### [WHAT YOU NEED TO DO]
Line by line, copy the material below exactly.

### [PROVIDED MATERIAL]
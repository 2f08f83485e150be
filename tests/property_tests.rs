//! Property-based tests for the pure building blocks.
//!
//! These tests use proptest to verify invariants hold across
//! randomly generated inputs.

use proptest::prelude::*;

use gitweave::diff::{limit_line_len, StrCircBuf};
use gitweave::diff::HunkHeader;
use gitweave::hash::{AggregationType, HashType, Hasher};
use gitweave::refs::{walk_entries, HandleAll, Paginated, ReferenceField, WalkEntry};

fn hasher() -> Hasher {
    Hasher::new(HashType::Sha256, AggregationType::Xor)
}

fn elements(items: &[Vec<u8>]) -> Vec<Result<Vec<u8>, String>> {
    items.iter().cloned().map(Ok).collect()
}

fn entry(name: &str) -> WalkEntry {
    let mut entry = WalkEntry::default();
    entry.insert(ReferenceField::Name, name.to_string());
    entry
}

/// Names handled when walking `total` entries for one page.
fn page_of(total: usize, page: usize, size: usize) -> Vec<String> {
    let source: Vec<Result<WalkEntry, String>> =
        (0..total).map(|i| Ok(entry(&format!("r{i:03}")))).collect();
    let mut pager = Paginated::new(HandleAll, page, size).unwrap();
    let distance = pager.max_walk_distance();
    let mut out = Vec::new();
    walk_entries(source, &mut pager, distance, |e| {
        out.push(e.get(ReferenceField::Name).unwrap_or_default().to_string());
        Ok::<_, String>(())
    })
    .unwrap();
    out
}

proptest! {
    #![proptest_config(ProptestConfig::with_cases(128))]

    // =========================================================================
    // Repository Hasher
    // =========================================================================

    #[test]
    fn hash_ignores_order(mut items in prop::collection::vec(prop::collection::vec(any::<u8>(), 0..16), 0..12)) {
        let forward = hasher().hash(elements(&items)).unwrap();
        items.reverse();
        let backward = hasher().hash(elements(&items)).unwrap();
        prop_assert_eq!(forward, backward);
    }

    #[test]
    fn hashing_twice_cancels(
        base in prop::collection::vec(prop::collection::vec(any::<u8>(), 0..16), 0..6),
        extra in prop::collection::vec(any::<u8>(), 0..16),
    ) {
        let mut doubled = base.clone();
        doubled.push(extra.clone());
        doubled.push(extra);
        prop_assert_eq!(
            hasher().hash(elements(&base)).unwrap(),
            hasher().hash(elements(&doubled)).unwrap()
        );
    }

    #[test]
    fn append_equals_full_hash(
        first in prop::collection::vec(prop::collection::vec(any::<u8>(), 0..16), 0..6),
        second in prop::collection::vec(prop::collection::vec(any::<u8>(), 0..16), 0..6),
    ) {
        let prior = hasher().hash(elements(&first)).unwrap();
        let appended = hasher().append(&prior, elements(&second)).unwrap();

        let mut all = first;
        all.extend(second);
        prop_assert_eq!(appended, hasher().hash(elements(&all)).unwrap());
    }

    // =========================================================================
    // Diff Analysis
    // =========================================================================

    #[test]
    fn circbuf_keeps_last_lines(capacity in 0usize..8, count in 0usize..20) {
        let mut buf = StrCircBuf::new(capacity);
        for i in 0..count {
            buf.push(i.to_string());
        }
        let kept: Vec<String> = (count.saturating_sub(capacity)..count)
            .map(|i| i.to_string())
            .collect();
        prop_assert_eq!(buf.size(), kept.len());
        prop_assert_eq!(buf.lines(), kept);
    }

    #[test]
    fn hunk_header_display_parses_back(
        old_line in 1usize..10_000,
        old_span in 0usize..500,
        new_line in 1usize..10_000,
        new_span in 0usize..500,
        text in "[a-z_ ]{0,20}",
    ) {
        let header = HunkHeader { old_line, old_span, new_line, new_span, text: text.trim().to_string() };
        prop_assert_eq!(HunkHeader::parse(&header.to_string()), Some(header));
    }

    #[test]
    fn limited_lines_stay_within_bound(lines in prop::collection::vec(".{0,40}", 0..8), max in 1usize..30) {
        let mut limited = lines.clone();
        limit_line_len(&mut limited, max);
        for (before, after) in lines.iter().zip(&limited) {
            prop_assert!(after.len() <= max);
            prop_assert!(before.starts_with(after.as_str()));
        }
    }

    // =========================================================================
    // Reference Pagination
    // =========================================================================

    #[test]
    fn pages_partition_the_walk(total in 0usize..40, size in 1usize..10) {
        let mut seen = Vec::new();
        let pages = total / size + 2;
        for page in 1..=pages {
            let names = page_of(total, page, size);
            prop_assert!(names.len() <= size);
            seen.extend(names);
        }
        let all: Vec<String> = (0..total).map(|i| format!("r{i:03}")).collect();
        prop_assert_eq!(seen, all);
    }
}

### [RESULT FOR THIS EXERCISE]
repository 2f08f83485e150be
filename tests/property_tests.rs
//! Property-based tests for the pure building blocks.
//!
//! These tests use proptest to verify invariants hold across
//! randomly generated inputs.

use proptest::prelude::*;

use gitweave::diff::{limit_line_len, StrCircBuf};
use gitweave::diff::HunkHeader;
use gitweave::hash::{AggregationType, HashType, Hasher};
use gitweave::refs::{walk_entries, HandleAll, Paginated, ReferenceField, WalkEntry};

fn hasher() -> Hasher {
    Hasher::new(HashType::Sha256, AggregationType::Xor)
}

fn elements(items: &[Vec<u8>]) -> Vec<Result<Vec<u8>, String>> {
    items.iter().cloned().map(Ok).collect()
}

fn entry(name: &str) -> WalkEntry {
    let mut entry = WalkEntry::default();
    entry.insert(ReferenceField::Name, name.to_string());
    entry
}

/// Names handled when walking `total` entries for one page.
fn page_of(total: usize, page: usize, size: usize) -> Vec<String> {
    let source: Vec<Result<WalkEntry, String>> =
        (0..total).map(|i| Ok(entry(&format!("r{i:03}")))).collect();
    let mut pager = Paginated::new(HandleAll, page, size).unwrap();
    let distance = pager.max_walk_distance();
    let mut out = Vec::new();
    walk_entries(source, &mut pager, distance, |e| {
        out.push(e.get(ReferenceField::Name).unwrap_or_default().to_string());
        Ok::<_, String>(())
    })
    .unwrap();
    out
}

proptest! {
    #![proptest_config(ProptestConfig::with_cases(128))]

    // =========================================================================
    // Repository Hasher
    // =========================================================================

    #[test]
    fn hash_ignores_order(mut items in prop::collection::vec(prop::collection::vec(any::<u8>(), 0..16), 0..12)) {
        let forward = hasher().hash(elements(&items)).unwrap();
        items.reverse();
        let backward = hasher().hash(elements(&items)).unwrap();
        prop_assert_eq!(forward, backward);
    }

    #[test]
    fn hashing_twice_cancels(
        base in prop::collection::vec(prop::collection::vec(any::<u8>(), 0..16), 0..6),
        extra in prop::collection::vec(any::<u8>(), 0..16),
    ) {
        let mut doubled = base.clone();
        doubled.push(extra.clone());
        doubled.push(extra);
        prop_assert_eq!(
            hasher().hash(elements(&base)).unwrap(),
            hasher().hash(elements(&doubled)).unwrap()
        );
    }

    #[test]
    fn append_equals_full_hash(
        first in prop::collection::vec(prop::collection::vec(any::<u8>(), 0..16), 0..6),
        second in prop::collection::vec(prop::collection::vec(any::<u8>(), 0..16), 0..6),
    ) {
        let prior = hasher().hash(elements(&first)).unwrap();
        let appended = hasher().append(&prior, elements(&second)).unwrap();

        let mut all = first;
        all.extend(second);
        prop_assert_eq!(appended, hasher().hash(elements(&all)).unwrap());
    }

    // =========================================================================
    // Diff Analysis
    // =========================================================================

    #[test]
    fn circbuf_keeps_last_lines(capacity in 0usize..8, count in 0usize..20) {
        let mut buf = StrCircBuf::new(capacity);
        for i in 0..count {
            buf.push(i.to_string());
        }
        let kept: Vec<String> = (count.saturating_sub(capacity)..count)
            .map(|i| i.to_string())
            .collect();
        prop_assert_eq!(buf.size(), kept.len());
        prop_assert_eq!(buf.lines(), kept);
    }

    #[test]
    fn hunk_header_display_parses_back(
        old_line in 1usize..10_000,
        old_span in 0usize..500,
        new_line in 1usize..10_000,
        new_span in 0usize..500,
        text in "[a-z_ ]{0,20}",
    ) {
        let header = HunkHeader { old_line, old_span, new_line, new_span, text: text.trim().to_string() };
        prop_assert_eq!(HunkHeader::parse(&header.to_string()), Some(header));
    }

    #[test]
    fn limited_lines_stay_within_bound(lines in prop::collection::vec(".{0,40}", 0..8), max in 1usize..30) {
        let mut limited = lines.clone();
        limit_line_len(&mut limited, max);
        for (before, after) in lines.iter().zip(&limited) {
            prop_assert!(after.len() <= max);
            prop_assert!(before.starts_with(after.as_str()));
        }
    }

    // =========================================================================
    // Reference Pagination
    // =========================================================================

    #[test]
    fn pages_partition_the_walk(total in 0usize..40, size in 1usize..10) {
        let mut seen = Vec::new();
        let pages = total / size + 2;
        for page in 1..=pages {
            let names = page_of(total, page, size);
            prop_assert!(names.len() <= size);
            seen.extend(names);
        }
        let all: Vec<String> = (0..total).map(|i| format!("r{i:03}")).collect();
        prop_assert_eq!(seen, all);
    }
}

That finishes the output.